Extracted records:
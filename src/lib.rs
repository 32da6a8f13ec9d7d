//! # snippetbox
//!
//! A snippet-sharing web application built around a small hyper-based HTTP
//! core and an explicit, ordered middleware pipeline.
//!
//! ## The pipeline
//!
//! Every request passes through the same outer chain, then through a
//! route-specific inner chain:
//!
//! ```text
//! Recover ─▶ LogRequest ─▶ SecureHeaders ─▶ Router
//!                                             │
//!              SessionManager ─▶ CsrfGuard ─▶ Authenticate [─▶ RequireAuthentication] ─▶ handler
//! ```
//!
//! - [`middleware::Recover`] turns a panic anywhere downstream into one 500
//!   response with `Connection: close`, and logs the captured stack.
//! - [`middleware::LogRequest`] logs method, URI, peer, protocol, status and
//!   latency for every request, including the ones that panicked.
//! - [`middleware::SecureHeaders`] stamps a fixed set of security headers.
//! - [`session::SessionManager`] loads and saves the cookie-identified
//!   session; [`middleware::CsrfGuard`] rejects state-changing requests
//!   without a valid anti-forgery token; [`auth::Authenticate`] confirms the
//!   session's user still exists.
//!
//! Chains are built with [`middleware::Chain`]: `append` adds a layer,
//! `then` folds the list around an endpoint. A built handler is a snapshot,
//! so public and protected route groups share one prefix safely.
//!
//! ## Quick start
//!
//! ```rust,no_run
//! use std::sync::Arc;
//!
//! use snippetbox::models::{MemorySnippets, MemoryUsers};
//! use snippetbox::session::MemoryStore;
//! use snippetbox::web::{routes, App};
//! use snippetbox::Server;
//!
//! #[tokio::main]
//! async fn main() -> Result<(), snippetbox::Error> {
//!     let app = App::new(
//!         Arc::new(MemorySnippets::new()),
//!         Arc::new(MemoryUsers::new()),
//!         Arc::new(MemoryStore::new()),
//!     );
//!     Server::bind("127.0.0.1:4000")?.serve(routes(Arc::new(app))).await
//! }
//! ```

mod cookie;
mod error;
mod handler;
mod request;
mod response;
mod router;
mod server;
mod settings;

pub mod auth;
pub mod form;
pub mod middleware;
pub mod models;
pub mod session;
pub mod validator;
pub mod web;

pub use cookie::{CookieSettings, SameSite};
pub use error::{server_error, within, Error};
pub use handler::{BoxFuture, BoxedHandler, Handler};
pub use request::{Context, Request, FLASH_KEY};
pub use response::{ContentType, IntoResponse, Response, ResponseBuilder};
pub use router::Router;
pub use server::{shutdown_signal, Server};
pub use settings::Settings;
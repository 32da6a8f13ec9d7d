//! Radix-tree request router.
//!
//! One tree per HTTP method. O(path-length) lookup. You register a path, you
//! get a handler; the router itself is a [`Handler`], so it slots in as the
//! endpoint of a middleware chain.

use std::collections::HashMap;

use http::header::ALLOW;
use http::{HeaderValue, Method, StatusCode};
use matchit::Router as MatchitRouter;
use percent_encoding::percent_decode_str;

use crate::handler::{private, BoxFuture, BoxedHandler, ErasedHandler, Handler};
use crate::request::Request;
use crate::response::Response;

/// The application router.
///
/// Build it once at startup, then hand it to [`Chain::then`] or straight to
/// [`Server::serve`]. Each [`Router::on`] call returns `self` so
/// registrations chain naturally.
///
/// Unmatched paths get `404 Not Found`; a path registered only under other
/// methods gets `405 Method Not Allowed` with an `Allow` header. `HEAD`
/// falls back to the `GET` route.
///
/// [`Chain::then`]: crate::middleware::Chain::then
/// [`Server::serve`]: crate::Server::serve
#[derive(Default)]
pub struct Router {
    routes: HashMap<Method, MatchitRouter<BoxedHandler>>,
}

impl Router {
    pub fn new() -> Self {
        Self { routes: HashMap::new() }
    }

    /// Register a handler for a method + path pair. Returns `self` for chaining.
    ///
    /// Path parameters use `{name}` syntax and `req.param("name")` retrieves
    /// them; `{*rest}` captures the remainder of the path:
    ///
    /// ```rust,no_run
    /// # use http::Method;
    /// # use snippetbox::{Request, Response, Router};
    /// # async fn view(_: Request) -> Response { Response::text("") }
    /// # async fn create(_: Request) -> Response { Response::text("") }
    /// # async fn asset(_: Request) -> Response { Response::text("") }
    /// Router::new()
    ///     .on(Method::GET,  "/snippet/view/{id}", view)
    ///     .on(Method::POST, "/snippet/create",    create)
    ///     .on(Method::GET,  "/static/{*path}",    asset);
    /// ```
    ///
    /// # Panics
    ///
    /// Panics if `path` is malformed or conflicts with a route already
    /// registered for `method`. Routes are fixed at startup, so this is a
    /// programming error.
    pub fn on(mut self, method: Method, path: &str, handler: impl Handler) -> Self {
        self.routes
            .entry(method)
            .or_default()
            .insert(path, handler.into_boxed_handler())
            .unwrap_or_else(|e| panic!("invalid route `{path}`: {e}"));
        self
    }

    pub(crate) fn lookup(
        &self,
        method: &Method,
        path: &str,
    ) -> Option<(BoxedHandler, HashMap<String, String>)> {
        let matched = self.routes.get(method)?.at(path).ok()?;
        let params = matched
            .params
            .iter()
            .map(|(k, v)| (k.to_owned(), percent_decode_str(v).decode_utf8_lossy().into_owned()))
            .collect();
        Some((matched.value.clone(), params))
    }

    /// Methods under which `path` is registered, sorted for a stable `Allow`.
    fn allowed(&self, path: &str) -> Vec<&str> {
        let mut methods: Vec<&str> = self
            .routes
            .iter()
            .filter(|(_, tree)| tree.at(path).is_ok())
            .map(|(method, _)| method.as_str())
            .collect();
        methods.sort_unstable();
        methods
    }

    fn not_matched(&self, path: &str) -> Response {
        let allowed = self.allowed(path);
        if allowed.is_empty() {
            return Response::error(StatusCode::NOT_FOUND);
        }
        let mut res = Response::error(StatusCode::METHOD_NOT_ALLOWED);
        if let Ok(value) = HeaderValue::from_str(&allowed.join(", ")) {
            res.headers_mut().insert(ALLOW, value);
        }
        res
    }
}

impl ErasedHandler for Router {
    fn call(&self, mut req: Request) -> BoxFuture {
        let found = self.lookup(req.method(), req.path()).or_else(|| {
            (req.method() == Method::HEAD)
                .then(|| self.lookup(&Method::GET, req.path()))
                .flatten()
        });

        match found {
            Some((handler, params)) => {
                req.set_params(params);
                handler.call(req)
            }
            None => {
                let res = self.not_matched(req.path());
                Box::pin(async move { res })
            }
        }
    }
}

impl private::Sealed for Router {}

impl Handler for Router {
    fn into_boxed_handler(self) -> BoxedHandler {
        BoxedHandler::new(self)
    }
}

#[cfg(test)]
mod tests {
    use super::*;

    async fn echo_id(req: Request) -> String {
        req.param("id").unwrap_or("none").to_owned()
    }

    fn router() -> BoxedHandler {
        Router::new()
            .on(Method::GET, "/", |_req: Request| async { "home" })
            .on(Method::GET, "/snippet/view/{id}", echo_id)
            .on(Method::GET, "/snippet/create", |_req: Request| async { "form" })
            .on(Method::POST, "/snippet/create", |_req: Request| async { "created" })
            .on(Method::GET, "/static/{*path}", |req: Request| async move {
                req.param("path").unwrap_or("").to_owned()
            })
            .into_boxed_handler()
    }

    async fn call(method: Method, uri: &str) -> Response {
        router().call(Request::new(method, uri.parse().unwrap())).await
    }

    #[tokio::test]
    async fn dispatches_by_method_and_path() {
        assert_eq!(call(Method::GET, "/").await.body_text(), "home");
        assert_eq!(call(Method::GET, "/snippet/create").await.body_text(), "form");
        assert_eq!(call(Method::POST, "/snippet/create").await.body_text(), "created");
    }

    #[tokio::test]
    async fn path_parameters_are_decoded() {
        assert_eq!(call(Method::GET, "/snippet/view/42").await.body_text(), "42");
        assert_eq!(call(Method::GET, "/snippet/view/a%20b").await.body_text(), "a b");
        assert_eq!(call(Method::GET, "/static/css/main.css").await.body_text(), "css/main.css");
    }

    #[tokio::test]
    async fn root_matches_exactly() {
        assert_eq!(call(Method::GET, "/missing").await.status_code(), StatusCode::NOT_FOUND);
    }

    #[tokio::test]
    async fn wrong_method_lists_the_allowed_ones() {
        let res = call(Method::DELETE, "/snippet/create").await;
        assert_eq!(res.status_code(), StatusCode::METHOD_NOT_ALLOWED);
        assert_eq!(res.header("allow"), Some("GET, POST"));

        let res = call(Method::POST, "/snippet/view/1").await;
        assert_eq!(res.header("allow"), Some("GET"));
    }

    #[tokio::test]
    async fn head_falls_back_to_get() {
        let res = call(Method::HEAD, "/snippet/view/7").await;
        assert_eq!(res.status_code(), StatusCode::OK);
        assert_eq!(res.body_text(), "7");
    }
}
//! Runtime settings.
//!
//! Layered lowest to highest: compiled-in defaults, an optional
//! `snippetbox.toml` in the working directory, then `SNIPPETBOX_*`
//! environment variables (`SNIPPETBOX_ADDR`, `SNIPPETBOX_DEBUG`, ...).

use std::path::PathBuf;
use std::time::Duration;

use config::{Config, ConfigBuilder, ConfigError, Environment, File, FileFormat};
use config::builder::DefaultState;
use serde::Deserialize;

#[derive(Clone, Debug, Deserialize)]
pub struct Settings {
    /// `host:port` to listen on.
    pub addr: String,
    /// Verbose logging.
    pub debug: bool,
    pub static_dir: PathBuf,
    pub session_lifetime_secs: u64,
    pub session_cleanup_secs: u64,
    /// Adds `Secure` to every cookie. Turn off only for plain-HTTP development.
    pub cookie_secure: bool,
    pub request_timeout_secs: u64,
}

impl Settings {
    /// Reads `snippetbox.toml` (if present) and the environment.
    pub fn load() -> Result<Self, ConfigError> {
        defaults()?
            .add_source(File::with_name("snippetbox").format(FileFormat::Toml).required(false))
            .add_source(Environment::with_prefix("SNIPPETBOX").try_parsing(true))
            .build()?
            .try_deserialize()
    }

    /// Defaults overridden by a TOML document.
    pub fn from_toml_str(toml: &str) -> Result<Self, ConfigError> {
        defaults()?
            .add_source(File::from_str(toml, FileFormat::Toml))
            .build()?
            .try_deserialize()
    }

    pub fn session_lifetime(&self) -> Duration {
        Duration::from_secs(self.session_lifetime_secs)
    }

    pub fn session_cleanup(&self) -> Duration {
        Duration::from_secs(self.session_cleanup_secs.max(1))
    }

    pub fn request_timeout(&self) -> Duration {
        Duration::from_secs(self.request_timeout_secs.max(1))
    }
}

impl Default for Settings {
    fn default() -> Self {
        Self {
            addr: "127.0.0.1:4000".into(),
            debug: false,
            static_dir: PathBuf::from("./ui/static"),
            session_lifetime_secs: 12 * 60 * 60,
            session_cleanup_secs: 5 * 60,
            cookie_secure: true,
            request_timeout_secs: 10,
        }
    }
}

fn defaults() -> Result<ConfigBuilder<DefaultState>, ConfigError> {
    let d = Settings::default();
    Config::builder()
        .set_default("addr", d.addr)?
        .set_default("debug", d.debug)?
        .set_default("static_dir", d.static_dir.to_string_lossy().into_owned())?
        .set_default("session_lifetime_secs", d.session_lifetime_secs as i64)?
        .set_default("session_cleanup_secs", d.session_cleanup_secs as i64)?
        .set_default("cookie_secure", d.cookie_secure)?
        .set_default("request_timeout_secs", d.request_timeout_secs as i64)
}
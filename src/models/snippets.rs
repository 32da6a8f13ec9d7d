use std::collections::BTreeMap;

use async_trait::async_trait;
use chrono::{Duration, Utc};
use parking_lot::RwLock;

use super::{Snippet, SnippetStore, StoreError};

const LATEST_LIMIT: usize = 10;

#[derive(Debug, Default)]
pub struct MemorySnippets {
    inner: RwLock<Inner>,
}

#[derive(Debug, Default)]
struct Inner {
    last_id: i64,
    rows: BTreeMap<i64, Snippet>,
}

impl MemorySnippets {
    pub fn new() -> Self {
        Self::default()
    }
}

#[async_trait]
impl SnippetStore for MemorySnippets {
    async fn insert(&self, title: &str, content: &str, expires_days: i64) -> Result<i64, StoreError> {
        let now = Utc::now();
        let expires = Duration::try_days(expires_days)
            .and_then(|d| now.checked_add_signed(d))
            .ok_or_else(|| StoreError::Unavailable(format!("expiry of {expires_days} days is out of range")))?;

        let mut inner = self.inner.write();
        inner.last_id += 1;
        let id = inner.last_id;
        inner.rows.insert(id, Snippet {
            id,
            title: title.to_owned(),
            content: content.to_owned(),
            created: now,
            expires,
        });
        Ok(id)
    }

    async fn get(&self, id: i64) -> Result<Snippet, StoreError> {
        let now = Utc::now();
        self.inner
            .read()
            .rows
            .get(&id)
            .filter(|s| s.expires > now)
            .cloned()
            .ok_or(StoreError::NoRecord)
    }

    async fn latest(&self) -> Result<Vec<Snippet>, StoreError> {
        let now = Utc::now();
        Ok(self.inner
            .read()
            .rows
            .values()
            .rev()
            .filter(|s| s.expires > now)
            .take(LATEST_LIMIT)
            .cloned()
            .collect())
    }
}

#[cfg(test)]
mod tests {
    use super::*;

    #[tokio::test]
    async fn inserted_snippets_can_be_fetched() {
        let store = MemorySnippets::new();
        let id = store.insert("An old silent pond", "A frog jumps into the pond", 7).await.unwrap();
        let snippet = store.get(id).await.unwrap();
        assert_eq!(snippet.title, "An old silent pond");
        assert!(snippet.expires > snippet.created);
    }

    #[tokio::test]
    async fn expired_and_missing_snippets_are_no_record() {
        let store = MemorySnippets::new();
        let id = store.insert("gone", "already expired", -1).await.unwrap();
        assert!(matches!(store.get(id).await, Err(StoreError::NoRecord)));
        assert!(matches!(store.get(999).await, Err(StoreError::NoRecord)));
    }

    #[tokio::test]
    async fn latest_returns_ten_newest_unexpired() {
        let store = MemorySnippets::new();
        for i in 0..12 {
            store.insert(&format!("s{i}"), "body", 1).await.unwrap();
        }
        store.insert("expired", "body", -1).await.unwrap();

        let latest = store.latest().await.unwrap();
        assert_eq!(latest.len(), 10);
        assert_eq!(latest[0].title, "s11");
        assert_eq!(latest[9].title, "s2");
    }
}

» Instructions for the task
Extract the lines above, from the first one through the one containing "pub mod web;", and return only those, unchanged.

» Solution to the problem
filename src/lib.rs
repository 32da6a8f13ec9d7d
//! # snippetbox
//!
//! A snippet-sharing web application built around a small hyper-based HTTP
//! core and an explicit, ordered middleware pipeline.
//!
//! ## The pipeline
//!
//! Every request passes through the same outer chain, then through a
//! route-specific inner chain:
//!
//! ```text
//! Recover ─▶ LogRequest ─▶ SecureHeaders ─▶ Router
//!                                             │
//!              SessionManager ─▶ CsrfGuard ─▶ Authenticate [─▶ RequireAuthentication] ─▶ handler
//! ```
//!
//! - [`middleware::Recover`] turns a panic anywhere downstream into one 500
//!   response with `Connection: close`, and logs the captured stack.
//! - [`middleware::LogRequest`] logs method, URI, peer, protocol, status and
//!   latency for every request, including the ones that panicked.
//! - [`middleware::SecureHeaders`] stamps a fixed set of security headers.
//! - [`session::SessionManager`] loads and saves the cookie-identified
//!   session; [`middleware::CsrfGuard`] rejects state-changing requests
//!   without a valid anti-forgery token; [`auth::Authenticate`] confirms the
//!   session's user still exists.
//!
//! Chains are built with [`middleware::Chain`]: `append` adds a layer,
//! `then` folds the list around an endpoint. A built handler is a snapshot,
//! so public and protected route groups share one prefix safely.
//!
//! ## Quick start
//!
//! ```rust,no_run
//! use std::sync::Arc;
//!
//! use snippetbox::models::{MemorySnippets, MemoryUsers};
//! use snippetbox::session::MemoryStore;
//! use snippetbox::web::{routes, App};
//! use snippetbox::Server;
//!
//! #[tokio::main]
//! async fn main() -> Result<(), snippetbox::Error> {
//!     let app = App::new(
//!         Arc::new(MemorySnippets::new()),
//!         Arc::new(MemoryUsers::new()),
//!         Arc::new(MemoryStore::new()),
//!     );
//!     Server::bind("127.0.0.1:4000")?.serve(routes(Arc::new(app))).await
//! }
//! ```

mod cookie;
mod error;
mod handler;
mod request;
mod response;
mod router;
mod server;
mod settings;

pub mod auth;
pub mod form;
pub mod middleware;
pub mod models;
pub mod session;
pub mod validator;
pub mod web;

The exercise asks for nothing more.